EXERCISE PROMPT: Where the string "value" appears in a line of the material below, copy that line.

DATA LISTING:

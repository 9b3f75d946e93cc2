//! Operators for ROI-DSL expressions and trigger conditions

use serde::{Deserialize, Serialize};

/// Arithmetic operators allowed in RMetric formulas
#[derive(Debug, Clone, Copy, PartialEq, Eq, Serialize, Deserialize)]
pub enum ArithOp {
    /// Addition (+)
    Add,
    /// Subtraction (-)
    Sub,
    /// Multiplication (*)
    Mul,
    /// Division (/)
    Div,
}

impl ArithOp {
    /// Source spelling of the operator
    pub fn symbol(&self) -> &'static str {
        match self {
            ArithOp::Add => "+",
            ArithOp::Sub => "-",
            ArithOp::Mul => "*",
            ArithOp::Div => "/",
        }
    }
}

/// Comparison operators allowed in WHEN trigger conditions
#[derive(Debug, Clone, Copy, PartialEq, Eq, Serialize, Deserialize)]
pub enum Comparator {
    /// Greater than (>)
    Gt,
    /// Less than (<)
    Lt,
    /// Greater than or equal (>=)
    Ge,
    /// Less than or equal (<=)
    Le,
    /// Equal (==)
    Eq,
}

impl Comparator {
    /// Source spelling of the comparator
    pub fn symbol(&self) -> &'static str {
        match self {
            Comparator::Gt => ">",
            Comparator::Lt => "<",
            Comparator::Ge => ">=",
            Comparator::Le => "<=",
            Comparator::Eq => "==",
        }
    }

    /// Parse a comparator from its source spelling
    pub fn from_symbol(symbol: &str) -> Option<Self> {
        match symbol {
            ">" => Some(Comparator::Gt),
            "<" => Some(Comparator::Lt),
            ">=" => Some(Comparator::Ge),
            "<=" => Some(Comparator::Le),
            "==" => Some(Comparator::Eq),
            _ => None,
        }
    }
}

#[cfg(test)]
mod tests {
    use super::*;

    #[test]
    fn test_comparator_round_trip() {
        for symbol in [">", "<", ">=", "<=", "=="] {
            let cmp = Comparator::from_symbol(symbol).unwrap();
            assert_eq!(cmp.symbol(), symbol);
        }
        assert_eq!(Comparator::from_symbol("!="), None);
    }
}
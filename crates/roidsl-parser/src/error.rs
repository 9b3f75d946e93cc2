//! Parser error types

use thiserror::Error;

/// Parser error
///
/// Variants carrying a `line` are fatal structural errors in a `.roi` file
/// and abort parsing. Unrecognized declarations are not errors; the document
/// parser records them as non-fatal diagnostics and continues.
#[derive(Error, Debug, Clone, PartialEq)]
pub enum ParseError {
    /// Missing or unterminated quoted value
    #[error("unterminated quoted value in '{text}'")]
    UnterminatedString { line: u32, text: String },

    /// A METRIC value or WHEN threshold failed to parse as a number
    #[error("invalid number '{value}'")]
    InvalidNumber { line: u32, value: String },

    /// A recognized keyword line with a malformed body
    #[error("invalid declaration '{text}'")]
    InvalidDeclaration { line: u32, text: String },

    /// A malformed WHEN/THEN line
    #[error("invalid trigger '{text}': {message}")]
    InvalidTrigger {
        line: u32,
        text: String,
        message: String,
    },

    /// Invalid arithmetic expression syntax
    #[error("invalid expression: {0}")]
    InvalidExpression(String),

    /// Invalid trigger condition or action syntax (outside line context)
    #[error("invalid condition '{condition}': {message}")]
    InvalidCondition { condition: String, message: String },
}

impl ParseError {
    /// The 1-based source line this error points at, when known
    pub fn line(&self) -> Option<u32> {
        match self {
            ParseError::UnterminatedString { line, .. }
            | ParseError::InvalidNumber { line, .. }
            | ParseError::InvalidDeclaration { line, .. }
            | ParseError::InvalidTrigger { line, .. } => Some(*line),
            ParseError::InvalidExpression(_) | ParseError::InvalidCondition { .. } => None,
        }
    }
}

/// Result type for parser operations
pub type Result<T> = std::result::Result<T, ParseError>;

SOLVED EXERCISE:
    /// Missing or unterminated quoted value
    #[error("unterminated quoted value in '{text}'")]
    /// A METRIC value or WHEN threshold failed to parse as a number
    #[error("invalid number '{value}'")]
    InvalidNumber { line: u32, value: String },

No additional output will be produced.